Mitigation strategies
---------------------
* **Authentication & authorization:**
* Strong password policies, see :doc:`/security/passwords`.
* Enforced 2FA, see :ref:`2fa`.
* Robust session management.
* Role-based access control (RBAC) to enforce the least privilege (for example separating translation, review, VCS, translation memory, screenshot, and project access management permissions), see :doc:`/admin/access`.
* Integration with external identity providers (SAML, OAuth, LDAP), see :doc:`/admin/auth`.
* **Webhook security:**
* Current product limitation: webhook authenticity is not uniformly enforced in-app for all supported forge integrations.
* Treat webhook endpoints as deployment-hardened interfaces and enable them only where necessary, see :ref:`hooks` and :ref:`project-enable_hooks`.

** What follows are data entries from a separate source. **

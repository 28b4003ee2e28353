//! Piece kinds.

use std::fmt;

/// The kind of a chess piece, without color information.
#[derive(Debug, Clone, Copy, PartialEq, Eq, Hash)]
#[repr(u8)]
pub enum PieceKind {
    Pawn = 0,
    Knight = 1,
    Bishop = 2,
    Rook = 3,
    Queen = 4,
    King = 5,
}

impl PieceKind {
    /// All piece kinds.
    pub const ALL: [PieceKind; 6] = [
        PieceKind::Pawn,
        PieceKind::Knight,
        PieceKind::Bishop,
        PieceKind::Rook,
        PieceKind::Queen,
        PieceKind::King,
    ];

    /// Lowercase notation letter.
    #[inline]
    pub const fn symbol(self) -> char {
        match self {
            PieceKind::Pawn => 'p',
            PieceKind::Knight => 'n',
            PieceKind::Bishop => 'b',
            PieceKind::Rook => 'r',
            PieceKind::Queen => 'q',
            PieceKind::King => 'k',
        }
    }

    /// Parse a notation letter, case-insensitive.
    #[inline]
    pub fn from_symbol(c: char) -> Option<PieceKind> {
        match c.to_ascii_lowercase() {
            'p' => Some(PieceKind::Pawn),
            'n' => Some(PieceKind::Knight),
            'b' => Some(PieceKind::Bishop),
            'r' => Some(PieceKind::Rook),
            'q' => Some(PieceKind::Queen),
            'k' => Some(PieceKind::King),
            _ => None,
        }
    }

    /// Parse the trailing promotion letter of a move token (`q`, `r`, `b` or `n`, any case).
    #[inline]
    pub fn from_promotion_char(c: char) -> Option<PieceKind> {
        match PieceKind::from_symbol(c)? {
            kind @ (PieceKind::Queen | PieceKind::Rook | PieceKind::Bishop | PieceKind::Knight) => {
                Some(kind)
            }
            PieceKind::Pawn | PieceKind::King => None,
        }
    }
}

impl fmt::Display for PieceKind {
    fn fmt(&self, f: &mut fmt::Formatter<'_>) -> fmt::Result {
        write!(f, "{}", self.symbol())
    }
}
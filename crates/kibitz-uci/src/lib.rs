//! External engines for kibitz: the UCI adapter and the turn coordinator.

pub mod command;
pub mod config;
pub mod coordinator;
pub mod engine;
pub mod error;
pub mod mover;

pub use config::CoordinatorConfig;
pub use coordinator::{MoveOutcome, TurnCoordinator};
pub use engine::{UciProcess, UciSession};
pub use error::{CoordinatorError, MoverError};
pub use mover::{ExternalMover, Interrupt};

* Deployment controls required today include reverse-proxy rate limiting, request size limits, optional source-IP filtering, minimizing public exposure, and alerting on webhook spikes.
* Validate webhook event type and payload before triggering repository updates or tasks.
* Future product direction is to replace compatibility webhooks with native authenticated integrations that validate source authenticity before scheduling repository updates.
* **Input validation and output encoding:**
* Strict validation of all user inputs (forms, API requests, VCS URLs) to prevent injection attacks (SQL injection, command injection, XSS).
* Context-aware output encoding for all user-supplied data displayed on the web UI to prevent XSS.
* **VCS integration security:**
* Principle of least privilege for VCS credentials (e.g., read-only access where possible, limited scopes for tokens).
* Secure storage of VCS credentials.
* Strict sanitization and validation of all data coming from VCS (e.g., filenames, branch names, commit messages that might be displayed).
* Secure execution of Git/Mercurial commands (avoiding shell execution with user-controlled input).
* Document and review hostname allowlisting and private-network restrictions for outbound integrations where deployments need to constrain server-initiated connections.
* **Backup import security:**
* Treat backup archives as untrusted input and validate both metadata and extracted paths.
* Enforce aggregate archive-size and extraction-budget limits, not only per-entry checks.
* Monitor restore failures and unusually large imports as potential abuse indicators.
* **Data protection:**
* Encryption of sensitive data at rest.
* Encryption of data in transit (TLS/SSL for all HTTP/S and VCS communication).
* Database hardening (the least privilege for Weblate user, strong passwords).
* **System hardening:**
* Regular patching of OS, Weblate, and all dependencies.
* Principle of least privilege for Weblate user account on the OS.
* Network segmentation (e.g., separating database and datastore from public access).
* Use of WAF (Web Application Firewall).
* **Logging and monitoring:**
* Comprehensive audit logging of all security-relevant events (logins, failed logins, permission changes, critical configuration changes, VCS operations).
* Centralized logging and alerting for security incidents, for example :ref:`graylog`.
* **Secure development practices:**
* Code reviews with a security focus.
* Static Application Security Testing (SAST) and Dynamic Application Security Testing (DAST), see :doc:`/contributing/code`.
* Dependency vulnerability scanning, see :doc:`/security/dependencies`.
* Regular security audits and penetration testing.
* **Error handling:**
* Generic error messages that do not reveal sensitive internal information.